Pre-intervention period. Prior to bundle implementation, meetings were held with the unit nurse manager, assistant nurse managers, staff nurses, PCAs, and respiratory therapists to discuss development of the PIP bundle. These meetings encouraged staff involvement in the planning and development processes. The PIP bundle was shared with senior nursing leadership to engage them in the process. Research has shown that nurse leadership engagement is vital to successful implementation of and adherence to a bundle.5,14,16,19 Additionally, the WOC nurses met with quality improvement specialists as well as the quality and education councils. The meetings served to disseminate information regarding the PIP bundle and the pilot.
Quality improvement staff assisted in the development of the audit tool. Two (2) staff nurses volunteered to be resource nurses.

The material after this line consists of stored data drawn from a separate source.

//! SVG markup to UI-component source.
//!
//! Purely textual: the markup is never parsed, only rewritten.

use std::sync::LazyLock;

use minijinja::{Environment, context};
use regex::{Captures, Regex};

use crate::error::SvgError;

const COMPONENT_TEMPLATE: &str = r#"export default function {{ name }}({ className{{ class_default }} }: { className?: string }) {
  return (
    {{ markup }}
  );
}"#;

/// Prefix of generated component names.
pub const DEFAULT_COMPONENT_PREFIX: &str = "Icon";

static RE_WHITESPACE: LazyLock<Regex> = LazyLock::new(|| Regex::new(r"\s+").unwrap());
static RE_OPEN_TAG: LazyLock<Regex> =
    LazyLock::new(|| Regex::new(r"<([A-Za-z][^\s/>]*)([^>]*)>").unwrap());
static RE_ATTR: LazyLock<Regex> = LazyLock::new(|| {
    Regex::new(r#"(\s+)([^\s=/>"']+)(\s*=\s*)("[^"]*"|'[^']*')"#).unwrap()
});

/// Name for the component generated from the `index`-th SVG: `Icon1`,
/// `Icon2`, ...
pub fn component_name(index: usize) -> String {
    component_name_with_prefix(DEFAULT_COMPONENT_PREFIX, index)
}

pub fn component_name_with_prefix(prefix: &str, index: usize) -> String {
    format!("{}{}", prefix, index + 1)
}

/// Generate component source embedding `svg_markup`.
///
/// The component takes one optional `className` prop, bound on the root
/// `svg` tag. A static `class` on the root becomes the prop's default.
/// `component_name` is used as given; it is not checked for being a valid
/// identifier.
pub fn generate_component(svg_markup: &str, component_name: &str) -> Result<String, SvgError> {
    let collapsed = RE_WHITESPACE.replace_all(svg_markup, " ");
    let collapsed = collapsed.trim();

    let mut root_class = None;
    let mut seen_root = false;
    let markup = RE_OPEN_TAG.replace_all(collapsed, |caps: &Captures| {
        let name = &caps[1];
        let attrs = rename_attributes(&caps[2]);

        if seen_root || name != "svg" {
            return format!("<{name}{attrs}>");
        }
        seen_root = true;

        let (class, attrs) = take_class_name(&attrs);
        root_class = class;
        format!("<{name} className={{className}}{attrs}>")
    });

    let class_default = match root_class {
        Some(class) => format!(" = {}", serde_json::Value::String(class)),
        None => String::new(),
    };

    let mut env = Environment::new();
    env.add_template("component.tsx", COMPONENT_TEMPLATE)?;
    let source = env.get_template("component.tsx")?.render(context! {
        name => component_name,
        class_default => class_default,
        markup => markup.as_ref(),
    })?;
    Ok(source)
}

fn rename_attributes(attrs: &str) -> String {
    RE_ATTR
        .replace_all(attrs, |caps: &Captures| {
            format!(
                "{}{}{}{}",
                &caps[1],
                jsx_attribute_name(&caps[2]),
                &caps[3],
                &caps[4]
            )
        })
        .into_owned()
}

/// Remove a `className` attribute, returning its unquoted value.
fn take_class_name(attrs: &str) -> (Option<String>, String) {
    let found = RE_ATTR
        .captures_iter(attrs)
        .find(|caps| &caps[2] == "className");
    let Some(caps) = found else {
        return (None, attrs.to_string());
    };
    let Some(whole) = caps.get(0) else {
        return (None, attrs.to_string());
    };

    let quoted = &caps[4];
    let value = quoted[1..quoted.len() - 1].to_string();
    let rest = format!("{}{}", &attrs[..whole.start()], &attrs[whole.end()..]);
    (Some(value), rest)
}

/// Attribute name as the UI framework spells it.
fn jsx_attribute_name(name: &str) -> String {
    if name == "class" {
        return "className".into();
    }
    if name.starts_with("data-") || name.starts_with("aria-") {
        return name.into();
    }

    let mut out = String::with_capacity(name.len());
    let mut separator = None;
    for c in name.chars() {
        match (separator.take(), c) {
            (None, ':' | '-') => separator = Some(c),
            (Some(_), c) if c.is_ascii_lowercase() => out.push(c.to_ascii_uppercase()),
            (Some(sep), c) => {
                out.push(sep);
                if c == ':' || c == '-' {
                    separator = Some(c);
                } else {
                    out.push(c);
                }
            }
            (None, c) => out.push(c),
        }
    }
    if let Some(sep) = separator {
        out.push(sep);
    }
    out
}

Intervention period. Throughout the month of February 2018, in-service programs were held by the WOC nurses during morning briefs to educate staff on the elements of the PIP bundle. Education included potential patient complications arising from a single pressure injury to foster commitment to use of the bundle. Morning briefs provided an opportunity to meet with morning and night staff working 12-hour shifts. The WOC nurses also met with the evening PCAs, because their work schedule is composed of 8-hour shifts. While in-service programs were held, the WOC nurses conducted daily and then weekly rounds to foster understanding and use of the PIP bundle. Rounds were also conducted by the nurse managers and assistant nurse managers. The bundle was incorporated into change-of-shift briefs as a reminder to implement the appropriate strategies. To further support the bundle, the resource nurses completed the audits and encouraged adoption of the bundle. Results of the audit tools were reviewed by the WOC nurses and disseminated to nursing leadership, nurse managers, and nursing executive leadership. Laminated copies of the PIP bundle and turn clocks were posted in all rooms for ease of reference and accessibility.

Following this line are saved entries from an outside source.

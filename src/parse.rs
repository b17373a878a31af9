//! SVG parsing from XML.

use quick_xml::Reader;
use quick_xml::events::{BytesStart, Event};

use crate::ast::*;
use crate::error::ParseError;

/// Deepest element nesting accepted, root included.
pub const MAX_DEPTH: usize = 256;

/// Parse an SVG string into a Document.
///
/// The document root is the first `svg` element in document order. Markup
/// whose top-level element is not `svg` is accepted when it contains one;
/// everything outside that element is dropped.
pub fn parse_svg(svg: &str) -> Result<Document, ParseError> {
    let mut reader = Reader::from_str(svg);

    let mut root = None;

    loop {
        match reader.read_event()? {
            Event::Start(start) => {
                root = Some(parse_element(&mut reader, &start, 1)?);
                break;
            }
            Event::Empty(start) => {
                root = Some(parse_element_start(&start)?);
                break;
            }
            Event::Eof => break,
            // Prolog: declaration, doctype, comments, whitespace, PIs
            _ => {}
        }
    }

    let root = root
        .and_then(take_svg)
        .ok_or(ParseError::NoSvgElement)?;

    Ok(Document { root })
}

/// Take the first `svg` element (pre-order) out of `elem`.
fn take_svg(elem: Element) -> Option<Element> {
    if elem.is("svg") {
        return Some(elem);
    }
    elem.children.into_iter().find_map(|node| match node {
        Node::Element(e) => take_svg(e),
        _ => None,
    })
}

fn parse_element(
    reader: &mut Reader<&[u8]>,
    start: &BytesStart,
    depth: usize,
) -> Result<Element, ParseError> {
    let mut element = parse_element_start(start)?;

    loop {
        match reader.read_event()? {
            Event::Start(start) => {
                if depth >= MAX_DEPTH {
                    return Err(ParseError::TooDeep(MAX_DEPTH));
                }
                element
                    .children
                    .push(Node::Element(parse_element(reader, &start, depth + 1)?));
            }
            Event::Empty(start) => {
                if depth >= MAX_DEPTH {
                    return Err(ParseError::TooDeep(MAX_DEPTH));
                }
                element
                    .children
                    .push(Node::Element(parse_element_start(&start)?));
            }
            Event::End(_) => {
                break;
            }
            Event::Text(text) => {
                let text = text.unescape()?;
                element.children.push(Node::Text(text.into_owned()));
            }
            Event::Comment(comment) => {
                element
                    .children
                    .push(Node::Comment(String::from_utf8_lossy(&comment).into_owned()));
            }
            Event::CData(cdata) => {
                element
                    .children
                    .push(Node::CData(String::from_utf8_lossy(&cdata).into_owned()));
            }
            Event::PI(pi) => {
                let content = String::from_utf8_lossy(&pi).into_owned();
                let (target, rest) = content
                    .split_once(char::is_whitespace)
                    .map(|(t, r)| (t.to_string(), Some(r.to_string())))
                    .unwrap_or_else(|| (content, None));
                element
                    .children
                    .push(Node::ProcessingInstruction { target, content: rest });
            }
            Event::Eof => {
                return Err(ParseError::UnexpectedEof);
            }
            _ => {}
        }
    }

    Ok(element)
}

fn parse_element_start(start: &BytesStart) -> Result<Element, ParseError> {
    let name_bytes = start.name();
    let name = std::str::from_utf8(name_bytes.as_ref())?;

    let mut element = Element {
        name: QName::parse(name),
        attributes: Vec::new(),
        children: Vec::new(),
    };

    for attr in start.attributes() {
        let attr = attr?;
        let key = std::str::from_utf8(attr.key.as_ref())?;
        let value = attr.unescape_value()?;
        element.attributes.push(Attribute {
            name: QName::parse(key),
            value: value.into_owned(),
        });
    }

    Ok(element)
}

WOC nurses conveyed to staff the importance of their involvement and the value of their feedback. Staff was receptive and committed to reducing HAPIs on the unit. Staff and the resource nurses provided constructive feedback regarding the bundle. Feedback included concerns regarding perceived additional time required to implement the bundle. Assistant nurse managers supported staff at the bedside when needed to ensure that the bundle was being used when appropriate.
HAPI incidence was reported on a daily basis by the resource nurse or the bedside nurse through a WOC nurse consult. Pressure injury consults were also generated by physicians or physician’s assistants. HAPIs may have been identified during skin care rounds with WOC nurses or during quarterly prevalence surveys.
Data management/analysis. The HAPI data were collected daily and reported monthly. The WOC nurses recorded monthly pressure injury data electronically in a pressure injury database, which was developed internally by the WOC nurses with assistance from a data analyst. The HAPI index was determined using the calculation (pressure injuries / patient care days) × 1000.20 The pressure injury database is a repository for pressure injuries at the author’s facility and generates a pressure injury index. The monthly pressure injury index is then reported to the hospital health care system.
The pre-intervention HAPI index was 3.4. This included all stages of HAPIs on the unit over a period of 13 months. The post-intervention HAPI index decreased to 0.48 over a period of 10 months.